Palabras, montones de palabras de segunda mano, manoseadas
y atragantadas por la consigna, devenida en el
allanamiento de morada democrático. Palabras, montones
de palabras huecas, que nos sumen en la miopía auditiva;
palabras que bloquean nuestra capacidad de conocer y atravesar
–dia-logar– mediante los sentidos, que son los que nos
unen al universo de la verdad, e invitan a dejar la pluma para
poder recobrar el silencio que en el fondo somos. Quien no
escucha ese silencio es el mayor de todos los sordos. Esa es,
la sordera, que unida a la ceguera, fomenta nuestra neurosis
colectiva.
El más profundo sufrimiento que acecha al ser humano,
es el que siente cuando pierde su país de origen. «No he visto
–decía Jung– una sola neurosis que no tenga un origen
religioso». Estamos hablando de la nostalgia producida por
esa repatriación, siendo esa angustia el manantial de donde
nace el impulso a regresar a su Origen. La neurosis es la rebelión
de la naturaleza cuando la hemos metido por un camino
equivocado.
Lo cierto es que la inmensa mayoría de las gentes no son
conscientes del clamor de esa inquietud interior y ello, principalmente, debido a la dormidera social que supone hacer lo
que todo el mundo hace, que es una suerte de adaptación –no
integración sino adaptación– superficial a los valores de una
sociedad desorientada. Una especie de tapadera provisional,
una coraza protectora del pequeño ego que bloquea el sendero
que arriba del Ser esencial. Esa situación que yo llamo patología
de la normalidad, a nadie hace dichoso y puede mantenerse
hasta que la naturaleza, cuya identidad es estar despierta, no
soporte ya tanto opio y rompa cuando menos se piense en una
crisis de angustia. La apariencia irreprochable de tantas personas
solventes no logra, sin embargo, enmascarar esa tristeza
larvada y ese sentimiento de aislamiento que late en su fondo
sólo aparentemente satisfecho, y su seguridad y aplomo externos
no logra compensar su profundo y real desasosiego. ¿Qué
les ocurre?
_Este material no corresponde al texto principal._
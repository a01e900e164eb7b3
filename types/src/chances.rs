//! Threshold probabilities and the solver's result type.

use std::fmt;

/// Number of thresholds reported: at least 1, 2 and 3 lines.
pub const THRESHOLD_COUNT: usize = 3;

/// "At least `k` lines" for `k` in `1..=3`.
#[derive(Debug, Clone, Copy, PartialEq, Eq, Hash, PartialOrd, Ord)]
pub enum Threshold {
    One,
    Two,
    Three,
}

impl Threshold {
    pub const ALL: [Threshold; THRESHOLD_COUNT] = [Threshold::One, Threshold::Two, Threshold::Three];

    /// Minimum number of completed lines this threshold asks for.
    #[must_use]
    pub const fn lines(self) -> usize {
        match self {
            Threshold::One => 1,
            Threshold::Two => 2,
            Threshold::Three => 3,
        }
    }

    #[must_use]
    pub const fn index(self) -> usize {
        self.lines() - 1
    }
}

/// Three probabilities `(p1, p2, p3)`, one per [`Threshold`].
#[derive(Debug, Clone, Copy, PartialEq)]
pub struct LineChances([f64; THRESHOLD_COUNT]);

impl LineChances {
    #[must_use]
    pub const fn new(p1: f64, p2: f64, p3: f64) -> Self {
        Self([p1, p2, p3])
    }

    #[must_use]
    pub const fn get(&self, threshold: Threshold) -> f64 {
        self.0[threshold.index()]
    }

    #[must_use]
    pub const fn as_array(&self) -> [f64; THRESHOLD_COUNT] {
        self.0
    }

    pub fn iter(&self) -> impl Iterator<Item = (Threshold, f64)> + '_ {
        Threshold::ALL.into_iter().map(|t| (t, self.get(t)))
    }

    /// Every value in `[0, 1]` and `p1 >= p2 >= p3`.
    #[must_use]
    pub fn is_well_formed(&self) -> bool {
        let [p1, p2, p3] = self.0;
        self.0.iter().all(|p| (0.0..=1.0).contains(p)) && p1 >= p2 && p2 >= p3
    }
}

impl fmt::Display for LineChances {
    fn fmt(&self, f: &mut fmt::Formatter<'_>) -> fmt::Result {
        let [p1, p2, p3] = self.0;
        write!(f, "({p1:.4}, {p2:.4}, {p3:.4})")
    }
}

/// Outcome of a solver run.
///
/// `Unavailable` is the explicit sentinel for boards outside the solvable
/// range; it is a value, never an error.
#[derive(Debug, Clone, Copy, PartialEq)]
pub enum ProbabilityResult {
    Computed(LineChances),
    Unavailable,
}

impl ProbabilityResult {
    #[must_use]
    pub const fn chances(&self) -> Option<LineChances> {
        match self {
            ProbabilityResult::Computed(chances) => Some(*chances),
            ProbabilityResult::Unavailable => None,
        }
    }

    #[must_use]
    pub const fn is_unavailable(&self) -> bool {
        matches!(self, ProbabilityResult::Unavailable)
    }
}

/// Baseline `(s1, s2, s3)` to compare solver output against.
#[derive(Debug, Clone, Copy, PartialEq)]
pub struct ReferenceSample(LineChances);

impl ReferenceSample {
    #[must_use]
    pub const fn new(s1: f64, s2: f64, s3: f64) -> Self {
        Self(LineChances::new(s1, s2, s3))
    }

    #[must_use]
    pub const fn chances(&self) -> LineChances {
        self.0
    }

    #[must_use]
    pub const fn get(&self, threshold: Threshold) -> f64 {
        self.0.get(threshold)
    }
}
Se han separado de la vida y la angustia es la más
noble protesta que brota de la naturaleza inconsciente. ¿Y cuál
sería el camino de la curación? Instalarse en el Ser más allá de
la vida y de la muerte, más allá de la apariencia y las corazas.
El camino de la liberación no es un camino de rosas, entraña
mucha muerte, porque el pequeño yo, cuya dicha depende
de las condiciones existenciales, tiene que desaparecer, ahuecarse,
vaciarse. Hasta que el Ser real ocupe el puesto central de
nuestra vida, hasta que el sinsentido vuelva a cobrar sentido.
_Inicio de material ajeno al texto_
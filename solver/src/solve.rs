//! Exhaustive enumeration of the remaining stamp placements.
//!
//! The remaining `T - M` stamps land uniformly at random, without
//! replacement, on the `16 - M` open cells. Every completion is equally
//! likely, so each threshold probability is a ratio of counts over all
//! `C(16 - M, T - M)` completions (at most `C(16, 9) = 11440`).

use tails_types::{
    BoardState, CELL_COUNT, LINE_COUNT, LineCatalog, LineChances, ProbabilityResult, STAMP_TOTAL, Threshold,
};

use crate::combinations::{Combinations, binomial};

/// Completions of one board, bucketed by how many lines they finish.
#[derive(Debug, Clone, Copy, PartialEq, Eq)]
pub struct LineHistogram {
    counts: [u64; LINE_COUNT + 1],
    completions: u64,
}

impl LineHistogram {
    /// Completions that finish exactly `lines` lines.
    #[must_use]
    pub fn exactly(&self, lines: usize) -> u64 {
        self.counts.get(lines).copied().unwrap_or(0)
    }

    /// Completions that finish `lines` lines or more.
    #[must_use]
    pub fn at_least(&self, lines: usize) -> u64 {
        self.counts.iter().skip(lines).sum()
    }

    #[must_use]
    pub fn completions(&self) -> u64 {
        self.completions
    }

    #[must_use]
    pub fn counts(&self) -> &[u64; LINE_COUNT + 1] {
        &self.counts
    }

    #[must_use]
    pub fn probability(&self, threshold: Threshold) -> f64 {
        if self.completions == 0 {
            return 0.0;
        }
        self.at_least(threshold.lines()) as f64 / self.completions as f64
    }

    #[must_use]
    pub fn chances(&self) -> LineChances {
        LineChances::new(
            self.probability(Threshold::One),
            self.probability(Threshold::Two),
            self.probability(Threshold::Three),
        )
    }
}

/// Histogram over every completion of `board`, or `None` when more than
/// [`STAMP_TOTAL`] cells are already marked.
#[must_use]
pub fn histogram(board: &BoardState) -> Option<LineHistogram> {
    let remaining = board.remaining_stamps()?;
    let marked = board.mask();

    let mut counts = [0u64; LINE_COUNT + 1];
    let mut completions = 0u64;
    for extension in Combinations::new(board.unmarked_indices(), remaining) {
        counts[LineCatalog::completed(marked | extension)] += 1;
        completions += 1;
    }
    debug_assert_eq!(
        completions,
        binomial(CELL_COUNT - board.marked_count(), remaining)
    );

    tracing::debug!(
        marked = board.marked_count(),
        completions,
        board = %board,
        "enumerated completions"
    );
    Some(LineHistogram {
        counts,
        completions,
    })
}

/// Probability of finishing at least 1, 2 and 3 lines once every stamp is placed.
///
/// Boards with more than [`STAMP_TOTAL`] marks are [`ProbabilityResult::Unavailable`].
#[must_use]
pub fn solve(board: &BoardState) -> ProbabilityResult {
    match histogram(board) {
        Some(histogram) => ProbabilityResult::Computed(histogram.chances()),
        None => {
            tracing::debug!(
                marked = board.marked_count(),
                limit = STAMP_TOTAL,
                "board out of solvable range"
            );
            ProbabilityResult::Unavailable
        }
    }
}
Por esa razón, bienvenida sea la neurosis que nos facilita la
vía hacia la liberación, hacia una vida nueva, por mucho sufrimiento
que ella implique.
Acoger la prueba del dolor como lo mejor de nuestra formación
y saber que la liberación pasa por el desamparo es la
exigencia de toda auténtica transformación, y el único camino
para volver del exilio hacia nuestro verdadero hogar.
Suele sucederme. A veces debo escurrirme, descolgarme de
mí mismo como si esa desposesión fuera –y lo es– un tablón
de salvación. Horas, para el común de los mortales, sombrías,
cuya tempestad de brumas sacude el alma en sus cimientos.
Entonces, siente uno cómo el aire, cargado de veneno, alcanza
las raíces de mis más recónditos capilares.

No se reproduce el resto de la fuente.